この瓦斯会社設立がキッカケとなって、横浜・馬車道エリアに初めてのガス灯が灯ったのは1872年10月31日(明治5年9月29日)夕方の事でした。10月31日が「ガス記念日」に制定されているのはこのガス灯の点灯に由来しているわけですが、嘉右衛門がガス灯を利用して芝居小屋「港座」を開設し、大繁盛させたのはアイディアでした。同時に、嘉右衛門は念願の横浜港〜函館港間の定期航路を開設しますが、この事業は採算が取れなかった為、翌年、早々の撤退を決断します。何事にも決断の早い高島嘉右衛門でした。
※ 馬車道にある老舗・勝烈庵総本店の脇「六道の辻通り」の碑と、その向こうに見える同社のグループ、デザートも美味しいフレンチレストラン「馬車道十番館」。ガス事業の創始者、高島嘉右衛門家の旧跡に建っているーーー。
さて、横浜といえば、ミッションスクール(クリスチャンスクール)の発祥の地としても有名ですが、山手の丘に君臨しているフェリス女学院中学校・高等学校(Ferris Girls' Junior & Senior High School)は、嘉右衛門の高島学校に先立つ1870年(明治3年)、米国ヴァーモント州ワーズボロの出身で、日本に派遣されて定住することになる最初の独身女性宣教師「メアリー・エディ・キダー」(Mary Eddy Kidder、結婚後は Mary Eddy Kidder Miller)女史によって創立されました。
古くからの横濱人(ハマっ子)達は英語式発音の「フェリス」とは呼ばず、「ふえりす」と平坦に呼び習わすのが常で、昔、養蚕農家の長女だった筆者の母が、甲府盆地が一望出来る山梨県東八代郡八代村(現在の笛吹市八代町高家)から横浜に嫁いで以来、「ふえりす」は憧れの女学校でした。
※ ヒマラヤ杉と共に横浜の歴史をいつの時代も見守るように佇むフェリスの本館ーーー。

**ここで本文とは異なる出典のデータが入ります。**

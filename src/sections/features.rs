use leptos::prelude::*;

#[component]
pub fn Features() -> impl IntoView {
    view! {
        <section id="features" class="features">
            <div class="container">
                <div class="section-header">
                    <h2 class="section-title">"主な機能"</h2>
                </div>
                <div class="features-grid">
                    <Feature
                        icon="⚡"
                        title="ワンクリック要約"
                        description="複雑なプロジェクト構造を1つのマークダウンファイルに集約"
                    />
                    <Feature
                        icon="🤝"
                        title="AIとの効率的な対話"
                        description="プロジェクトのコンテキストを瞬時にAIへ伝達"
                    />
                    <Feature
                        icon="📁"
                        title="マルチプロジェクト対応"
                        description="プロジェクトごとの設定を自動保存"
                    />
                    <Feature
                        icon="⏱"
                        title="時間の節約"
                        description="AIへのプロジェクト説明時間を80%削減"
                    />
                </div>
            </div>
        </section>
    }
}

/// Stateless feature card: glyph, heading, one-line description.
#[component]
pub fn Feature(
    icon: &'static str,
    title: &'static str,
    description: &'static str,
) -> impl IntoView {
    view! {
        <article class="feature-card">
            <div class="feature-icon">{icon}</div>
            <h3 class="feature-title">{title}</h3>
            <p class="feature-description">{description}</p>
        </article>
    }
}

#[component]
pub fn Workflow() -> impl IntoView {
    view! {
        <section id="workflow" class="workflow">
            <div class="container">
                <div class="section-header">
                    <h2 class="section-title">"使い方はシンプル"</h2>
                    <p class="section-description">
                        "フォルダを選んで、対象を絞って、生成するだけ。"
                    </p>
                </div>
                <div class="workflow-grid">
                    <DetailedFeature
                        icon="🗂"
                        title="対象フォルダを選択"
                        description="要約したいプロジェクトのルートフォルダをGUIで指定。サブフォルダも自動で走査されます。"
                        command=None
                    />
                    <DetailedFeature
                        icon="🔍"
                        title="拡張子でフィルタ"
                        description="対象にする拡張子と除外パターンをプロジェクトごとに設定。次回起動時も設定は保持されます。"
                        command=None
                    />
                    <DetailedFeature
                        icon="📄"
                        title="Markdownへ集約"
                        description="選択したソース一式を1つのマークダウンにまとめ、そのままAIへアップロードできます。"
                        command=Some("→ project_name.md")
                    />
                </div>
            </div>
        </section>
    }
}

/// Wider card for the workflow grid, with an optional command snippet line.
#[component]
pub fn DetailedFeature(
    icon: &'static str,
    title: &'static str,
    description: &'static str,
    command: Option<&'static str>,
) -> impl IntoView {
    view! {
        <article class="feature-card feature-card-wide">
            <div class="feature-icon">{icon}</div>
            <div class="feature-body">
                <h3 class="feature-title">{title}</h3>
                <p class="feature-description">{description}</p>
                {command.map(|c| view! {
                    <div class="feature-code-box">
                        <code class="feature-code-text">{c}</code>
                    </div>
                })}
            </div>
        </article>
    }
}
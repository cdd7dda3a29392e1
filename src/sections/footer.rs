use super::REPO_URL;
use leptos::prelude::*;

#[component]
pub fn Footer() -> impl IntoView {
    view! {
        <footer class="footer">
            <div class="container">
                <div class="footer-links">
                    <a href=REPO_URL target="_blank" class="footer-link">"GitHub"</a>
                </div>
                <p class="footer-copyright">
                    "© 2024 Context Generator. All rights reserved."
                </p>
            </div>
        </footer>
    }
}
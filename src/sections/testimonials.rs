use leptos::prelude::*;

#[component]
pub fn Testimonials() -> impl IntoView {
    view! {
        <section class="testimonials">
            <div class="container">
                <div class="section-header">
                    <h2 class="section-title">"開発者の声"</h2>
                </div>
                <div class="testimonials-grid">
                    <Testimonial
                        quote="Context Generatorのおかげで、AIとのコミュニケーションが劇的に改善しました。プロジェクトの説明時間が1/5になり、より本質的な開発作業に集中できています。"
                        author="Taro"
                        role="Senior Developer"
                    />
                    <Testimonial
                        quote="複数のプロジェクトを並行して進めていますが、このツールのおかげで各プロジェクトの切り替えがスムーズになりました。AIとの対話の質も向上し、開発速度が約2倍になった感覚です。"
                        author="Hanako"
                        role="Full-stack Engineer"
                    />
                </div>
            </div>
        </section>
    }
}

/// Quote block. Quotation marks come from the stylesheet, not the copy.
#[component]
pub fn Testimonial(
    quote: &'static str,
    author: &'static str,
    role: &'static str,
) -> impl IntoView {
    view! {
        <figure class="testimonial">
            <blockquote class="testimonial-quote">{quote}</blockquote>
            <figcaption class="testimonial-caption">
                <span class="testimonial-author">{author}</span>
                <span class="testimonial-role">{role}</span>
            </figcaption>
        </figure>
    }
}
// Context Generator landing page, Leptos 0.8 CSR build.

use context_generator_landing::App;
use leptos::prelude::*;

fn main() {
    console_error_panic_hook::set_once();
    leptos::mount::mount_to_body(|| view! { <App/> });
}
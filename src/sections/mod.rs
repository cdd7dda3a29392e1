// Landing page sections

/// Repository of the advertised tool (single source of truth for links).
pub const REPO_URL: &str = "https://github.com/noricha-vr/ContextGenerator";

mod comparison;
mod cta;
mod features;
mod footer;
mod header;
mod hero;
mod overlay;
mod testimonials;

pub use comparison::{Comparison, ComparisonRow};
pub use cta::CallToAction;
pub use features::{DetailedFeature, Feature, Features, Workflow};
pub use footer::Footer;
pub use header::Header;
pub use hero::Hero;
pub use overlay::{LAUNCH_COMMANDS, LaunchOverlay};
pub use testimonials::{Testimonial, Testimonials};
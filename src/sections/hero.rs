use leptos::prelude::*;

#[component]
pub fn Hero(set_open: WriteSignal<bool>) -> impl IntoView {
    view! {
        <section class="hero">
            <div class="container">
                <h1 class="hero-title">"生成AIと開発者の架け橋"</h1>
                <p class="hero-description">
                    "生成AIを活用する開発者のための究極のプロジェクト要約ツール"
                </p>
                <button class="hero-cta btn btn-primary btn-large" on:click=move |_| set_open.set(true)>
                    "今すぐ始める →"
                </button>
            </div>
        </section>
    }
}
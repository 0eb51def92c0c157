//! LeadProbe Library
//!
//! Cross-exchange arbitrage calculator and price-source leadership detector
//! for crypto spot markets

pub mod analysis;
pub mod arbitrage;
pub mod config;
pub mod detector;
pub mod error;
pub mod oracle;
pub mod report;
pub mod types;
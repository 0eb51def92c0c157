//! Oracle module - point-in-time trade history from exchange REST APIs
//!
//! One [`MarketDataSource`] adapter per exchange, looked up by
//! [`ExchangeId`] through a [`SourceRegistry`].

pub mod sources;

use anyhow::{Context, Result};
use async_trait::async_trait;
use std::collections::HashMap;

use crate::config::HttpConfig;
use crate::error::SourceError;
use crate::types::{ExchangeId, Trade, TradingPair};

pub use sources::{BinanceClient, BybitClient, CoinbaseClient, MexcClient};

/// Capability to fetch recent trades for a pair
#[cfg_attr(test, mockall::automock)]
#[async_trait]
pub trait MarketDataSource: Send + Sync {
    /// Exchange this adapter talks to
    fn id(&self) -> ExchangeId;

    /// Trades at or after `since_ms`, oldest first.
    ///
    /// Equivalent spellings of the pair are tried before giving up with
    /// [`SourceError::SymbolNotFound`].
    async fn fetch_trades(
        &self,
        pair: &TradingPair,
        since_ms: i64,
    ) -> Result<Vec<Trade>, SourceError>;
}

/// Lookup table of market-data adapters keyed by exchange
#[derive(Default)]
pub struct SourceRegistry {
    sources: HashMap<ExchangeId, Box<dyn MarketDataSource>>,
}

impl SourceRegistry {
    pub fn new() -> Self {
        Self::default()
    }

    /// Registry with every built-in adapter sharing one HTTP client
    pub fn with_default_sources(http: &HttpConfig) -> Result<Self> {
        let client = reqwest::Client::builder()
            .timeout(http.timeout())
            .user_agent(http.user_agent.clone())
            .build()
            .context("Failed to create HTTP client")?;

        let mut registry = Self::new();
        registry.register(Box::new(BinanceClient::new(client.clone())));
        registry.register(Box::new(BybitClient::new(client.clone())));
        registry.register(Box::new(CoinbaseClient::new(client.clone())));
        registry.register(Box::new(MexcClient::new(client)));
        Ok(registry)
    }

    /// Add or replace the adapter for `source.id()`
    pub fn register(&mut self, source: Box<dyn MarketDataSource>) {
        self.sources.insert(source.id(), source);
    }

    pub fn get(&self, id: ExchangeId) -> Option<&dyn MarketDataSource> {
        self.sources.get(&id).map(|s| s.as_ref())
    }

    pub fn contains(&self, id: ExchangeId) -> bool {
        self.sources.contains_key(&id)
    }

    /// Registered exchanges in a stable order
    pub fn ids(&self) -> Vec<ExchangeId> {
        let mut ids: Vec<ExchangeId> = self.sources.keys().copied().collect();
        ids.sort();
        ids
    }
}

その我が母の夢は、小学校入学以来、親戚筋からは才女と呼ばれ、メキメキと実績を積み上げていた筆者の妹によって叶えられる事になるわけですが、高視聴率を誇ったNHKの連続テレビ小説(通称「朝ドラ」)の『花子とアン』(2014年度上半期放送 )は、古き良き時代の甲州弁といい、都会の学校の雰囲気や外国人教師との触れ合いといい、生活環境や文化の違いに驚きながらも必死に乗り越えて行く主人公・吉高由里子氏が扮する「花子」に、母が妹と入れ替わって都会での学生時代を謳歌しているような錯覚に囚われながら楽しく視聴した記憶があります。
嘉右衛門が私塾「高島学校」(藍謝堂 / Ransya-do)を設立した背景にも、同じく、教育というものへの憧れや、1871年(明治4年)というその時代独特の背景があったわけですが、3万円という現在では億をはるかに超える私財を投じて語学学校を開設した高島嘉右衛門の心意気にこそ横浜の未来を感じざるを得ない筆者の今日この頃です。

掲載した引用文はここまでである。